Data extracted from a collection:
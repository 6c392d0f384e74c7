// ABOUTME: Bind credentials and the immutable per-message option profile (SmppOptions)
// ABOUTME: SmppOptions is built once, validated, and shared by reference across submissions

use crate::client::error::{SmppError, SmppResult};
use crate::codec::check_cstring;
use crate::datatypes::{
    Address, EsmClass, InterfaceVersion, MAX_ADDR_LEN, MAX_ADDRESS_RANGE_LEN, MAX_PASSWORD_LEN,
    MAX_SERVICE_TYPE_LEN, MAX_SYSTEM_ID_LEN, MAX_SYSTEM_TYPE_LEN, NumericPlanIndicator,
    PriorityFlag, RegisteredDelivery, SmppDateTime, TypeOfNumber,
};

/// SMPP bind operation credentials
///
/// Contains the authentication fields carried by every bind PDU. The bind
/// mode itself is chosen per call, so one set of credentials serves the
/// transceiver bind and the transmitter fallback alike.
#[derive(Debug, Clone, PartialEq, Eq)]
pub struct BindCredentials {
    /// System identifier for authentication (max 15 characters)
    pub system_id: String,
    /// Password for authentication (max 8 characters)
    pub password: String,
    /// System type, usually empty
    pub system_type: String,
    /// SMPP interface version to announce
    pub interface_version: InterfaceVersion,
    pub addr_ton: TypeOfNumber,
    pub addr_npi: NumericPlanIndicator,
    /// Address range served when bound as receiver
    pub address_range: String,
}

impl BindCredentials {
    pub fn new(system_id: impl Into<String>, password: impl Into<String>) -> Self {
        Self {
            system_id: system_id.into(),
            password: password.into(),
            system_type: String::new(),
            interface_version: InterfaceVersion::SmppV34,
            addr_ton: TypeOfNumber::Unknown,
            addr_npi: NumericPlanIndicator::Unknown,
            address_range: String::new(),
        }
    }

    /// Set system type
    pub fn with_system_type(mut self, system_type: impl Into<String>) -> Self {
        self.system_type = system_type.into();
        self
    }

    /// Set SMPP interface version
    pub fn with_version(mut self, interface_version: InterfaceVersion) -> Self {
        self.interface_version = interface_version;
        self
    }

    pub fn with_address_range(
        mut self,
        ton: TypeOfNumber,
        npi: NumericPlanIndicator,
        range: impl Into<String>,
    ) -> Self {
        self.addr_ton = ton;
        self.addr_npi = npi;
        self.address_range = range.into();
        self
    }

    /// Check the protocol field limits before anything is sent.
    pub fn validate(&self) -> SmppResult<()> {
        check_cstring(&self.system_id, MAX_SYSTEM_ID_LEN, "system_id")?;
        check_cstring(&self.password, MAX_PASSWORD_LEN, "password")?;
        check_cstring(&self.system_type, MAX_SYSTEM_TYPE_LEN, "system_type")?;
        check_cstring(&self.address_range, MAX_ADDRESS_RANGE_LEN, "address_range")?;
        Ok(())
    }
}

/// Mandatory-parameter profile applied to submit_sm, submit_multi, query_sm,
/// cancel_sm and replace_sm.
///
/// Values are fixed once built. Share one instance behind an `Arc` instead of
/// copying it into every request.
#[derive(Debug, Clone, PartialEq)]
pub struct SmppOptions {
    interface_version: InterfaceVersion,
    service_type: String,
    source_ton: TypeOfNumber,
    source_npi: NumericPlanIndicator,
    dest_ton: TypeOfNumber,
    dest_npi: NumericPlanIndicator,
    esm_class: EsmClass,
    protocol_id: u8,
    priority: PriorityFlag,
    schedule_delivery_time: SmppDateTime,
    validity_period: SmppDateTime,
    registered_delivery: RegisteredDelivery,
    replace_if_present: bool,
    data_coding: u8,
    canned_message_id: u8,
    source_addr: String,
}

impl Default for SmppOptions {
    fn default() -> Self {
        Self {
            interface_version: InterfaceVersion::SmppV34,
            service_type: String::new(),
            source_ton: TypeOfNumber::Unknown,
            source_npi: NumericPlanIndicator::Unknown,
            dest_ton: TypeOfNumber::International,
            dest_npi: NumericPlanIndicator::Isdn,
            esm_class: EsmClass::default(),
            protocol_id: 0,
            priority: PriorityFlag::Level0,
            schedule_delivery_time: SmppDateTime::immediate(),
            validity_period: SmppDateTime::immediate(),
            registered_delivery: RegisteredDelivery::receipt(),
            replace_if_present: false,
            data_coding: 0,
            canned_message_id: 0,
            source_addr: String::new(),
        }
    }
}

impl SmppOptions {
    pub fn builder() -> SmppOptionsBuilder {
        SmppOptionsBuilder::default()
    }

    /// Start a builder from these values, for deriving a variant profile.
    pub fn to_builder(&self) -> SmppOptionsBuilder {
        SmppOptionsBuilder {
            options: self.clone(),
            priority: self.priority as u8,
            schedule_delivery_time: self.schedule_delivery_time.as_str().to_string(),
            validity_period: self.validity_period.as_str().to_string(),
        }
    }

    pub fn interface_version(&self) -> InterfaceVersion {
        self.interface_version
    }

    pub fn service_type(&self) -> &str {
        &self.service_type
    }

    pub fn esm_class(&self) -> EsmClass {
        self.esm_class
    }

    pub fn protocol_id(&self) -> u8 {
        self.protocol_id
    }

    pub fn priority(&self) -> PriorityFlag {
        self.priority
    }

    pub fn schedule_delivery_time(&self) -> &SmppDateTime {
        &self.schedule_delivery_time
    }

    pub fn validity_period(&self) -> &SmppDateTime {
        &self.validity_period
    }

    pub fn registered_delivery(&self) -> RegisteredDelivery {
        self.registered_delivery
    }

    pub fn replace_if_present(&self) -> bool {
        self.replace_if_present
    }

    pub fn data_coding(&self) -> u8 {
        self.data_coding
    }

    /// sm_default_msg_id: index of a pre-defined message held by the SMSC.
    pub fn canned_message_id(&self) -> u8 {
        self.canned_message_id
    }

    /// Originating address, falling back to `override_addr` when given.
    pub fn source(&self, override_addr: Option<&str>) -> Address {
        Address::new(
            self.source_ton,
            self.source_npi,
            override_addr.unwrap_or(&self.source_addr),
        )
    }

    pub fn destination(&self, addr: &str) -> Address {
        Address::new(self.dest_ton, self.dest_npi, addr)
    }
}

/// Builder for [`SmppOptions`]; `build` enforces the protocol ranges.
#[derive(Debug, Clone)]
pub struct SmppOptionsBuilder {
    options: SmppOptions,
    priority: u8,
    schedule_delivery_time: String,
    validity_period: String,
}

impl Default for SmppOptionsBuilder {
    fn default() -> Self {
        SmppOptions::default().to_builder()
    }
}

impl SmppOptionsBuilder {
    pub fn interface_version(mut self, version: InterfaceVersion) -> Self {
        self.options.interface_version = version;
        self
    }

    pub fn service_type(mut self, service_type: impl Into<String>) -> Self {
        self.options.service_type = service_type.into();
        self
    }

    /// Set source address numbering
    pub fn source_numbering(mut self, ton: TypeOfNumber, npi: NumericPlanIndicator) -> Self {
        self.options.source_ton = ton;
        self.options.source_npi = npi;
        self
    }

    /// Set destination address numbering
    pub fn dest_numbering(mut self, ton: TypeOfNumber, npi: NumericPlanIndicator) -> Self {
        self.options.dest_ton = ton;
        self.options.dest_npi = npi;
        self
    }

    pub fn source_addr(mut self, addr: impl Into<String>) -> Self {
        self.options.source_addr = addr.into();
        self
    }

    pub fn esm_class(mut self, esm_class: EsmClass) -> Self {
        self.options.esm_class = esm_class;
        self
    }

    pub fn protocol_id(mut self, protocol_id: u8) -> Self {
        self.options.protocol_id = protocol_id;
        self
    }

    /// Raw priority level; 4 and above are reserved and fail `build`.
    pub fn priority(mut self, level: u8) -> Self {
        self.priority = level;
        self
    }

    /// Absolute or relative SMPP time; empty means immediate.
    pub fn schedule_delivery_time(mut self, time: impl Into<String>) -> Self {
        self.schedule_delivery_time = time.into();
        self
    }

    /// Absolute or relative SMPP time; empty means the SMSC default.
    pub fn validity_period(mut self, time: impl Into<String>) -> Self {
        self.validity_period = time.into();
        self
    }

    pub fn registered_delivery(mut self, registered_delivery: RegisteredDelivery) -> Self {
        self.options.registered_delivery = registered_delivery;
        self
    }

    pub fn replace_if_present(mut self, replace: bool) -> Self {
        self.options.replace_if_present = replace;
        self
    }

    pub fn data_coding(mut self, data_coding: u8) -> Self {
        self.options.data_coding = data_coding;
        self
    }

    pub fn canned_message_id(mut self, id: u8) -> Self {
        self.options.canned_message_id = id;
        self
    }

    pub fn build(self) -> SmppResult<SmppOptions> {
        let mut options = self.options;

        options.priority = PriorityFlag::try_from(self.priority).map_err(|_| {
            SmppError::InvalidOptions(format!("priority {} is reserved (0-3)", self.priority))
        })?;
        options.schedule_delivery_time = SmppDateTime::new(&self.schedule_delivery_time)
            .map_err(|e| SmppError::InvalidOptions(format!("schedule_delivery_time: {e}")))?;
        options.validity_period = SmppDateTime::new(&self.validity_period)
            .map_err(|e| SmppError::InvalidOptions(format!("validity_period: {e}")))?;

        check_cstring(&options.service_type, MAX_SERVICE_TYPE_LEN, "service_type")?;
        check_cstring(&options.source_addr, MAX_ADDR_LEN, "source_addr")?;

        Ok(options)
    }
}

#[cfg(test)]
mod tests {
    use super::*;

    #[test]
    fn defaults_request_receipts_and_send_immediately() {
        let options = SmppOptions::builder().build().unwrap();
        assert_eq!(options, SmppOptions::default());
        assert!(options.registered_delivery().wants_receipt());
        assert!(options.schedule_delivery_time().is_immediate());
        assert_eq!(options.priority(), PriorityFlag::Level0);
    }

    #[test]
    fn reserved_priority_is_rejected() {
        let err = SmppOptions::builder().priority(4).build().unwrap_err();
        assert!(matches!(err, SmppError::InvalidOptions(_)));
        let options = SmppOptions::builder().priority(3).build().unwrap();
        assert_eq!(options.priority(), PriorityFlag::Level3);
    }

    #[test]
    fn malformed_times_are_rejected() {
        assert!(
            SmppOptions::builder()
                .validity_period("not-a-time")
                .build()
                .is_err()
        );
        let options = SmppOptions::builder()
            .validity_period("000001000000000R")
            .build()
            .unwrap();
        assert!(options.validity_period().is_relative());
    }

    #[test]
    fn overlong_fields_fail_with_field_too_long() {
        let err = SmppOptions::builder()
            .service_type("TOOLONG")
            .build()
            .unwrap_err();
        assert!(matches!(err, SmppError::FieldTooLong { field: "service_type", .. }));

        let err = SmppOptions::builder()
            .source_addr("123456789012345678901")
            .build()
            .unwrap_err();
        assert!(matches!(err, SmppError::FieldTooLong { field: "source_addr", .. }));
    }

    #[test]
    fn to_builder_derives_variants() {
        let base = SmppOptions::builder().source_addr("GATEWAY").build().unwrap();
        let urgent = base.to_builder().priority(2).build().unwrap();
        assert_eq!(urgent.source(None).addr, "GATEWAY");
        assert_eq!(urgent.priority(), PriorityFlag::Level2);
        assert_eq!(base.priority(), PriorityFlag::Level0);
        assert_eq!(base.source(Some("OTHER")).addr, "OTHER");
    }

    #[test]
    fn credentials_enforce_protocol_limits() {
        assert!(BindCredentials::new("system", "secret").validate().is_ok());
        let err = BindCredentials::new("a_system_id_too_long", "pw")
            .validate()
            .unwrap_err();
        assert!(matches!(err, SmppError::FieldTooLong { field: "system_id", max: 15, .. }));
        let err = BindCredentials::new("sys", "password9").validate().unwrap_err();
        assert!(matches!(err, SmppError::FieldTooLong { field: "password", max: 8, .. }));
    }
}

● PROBLEM
Copy the records above faithfully. Begin at their first line, end at the line containing "type, usually empty", and include nothing else.

● OUTPUT OF THE TASK
repository 6c392d0f384e74c7
// ABOUTME: Bind credentials and the immutable per-message option profile (SmppOptions)
// ABOUTME: SmppOptions is built once, validated, and shared by reference across submissions

use crate::client::error::{SmppError, SmppResult};
use crate::codec::check_cstring;
use crate::datatypes::{
    Address, EsmClass, InterfaceVersion, MAX_ADDR_LEN, MAX_ADDRESS_RANGE_LEN, MAX_PASSWORD_LEN,
    MAX_SERVICE_TYPE_LEN, MAX_SYSTEM_ID_LEN, MAX_SYSTEM_TYPE_LEN, NumericPlanIndicator,
    PriorityFlag, RegisteredDelivery, SmppDateTime, TypeOfNumber,
};

/// SMPP bind operation credentials
///
/// Contains the authentication fields carried by every bind PDU. The bind
/// mode itself is chosen per call, so one set of credentials serves the
/// transceiver bind and the transmitter fallback alike.
#[derive(Debug, Clone, PartialEq, Eq)]
pub struct BindCredentials {
    /// System identifier for authentication (max 15 characters)
    pub system_id: String,
    /// Password for authentication (max 8 characters)
    pub password: String,
    /// System type, usually empty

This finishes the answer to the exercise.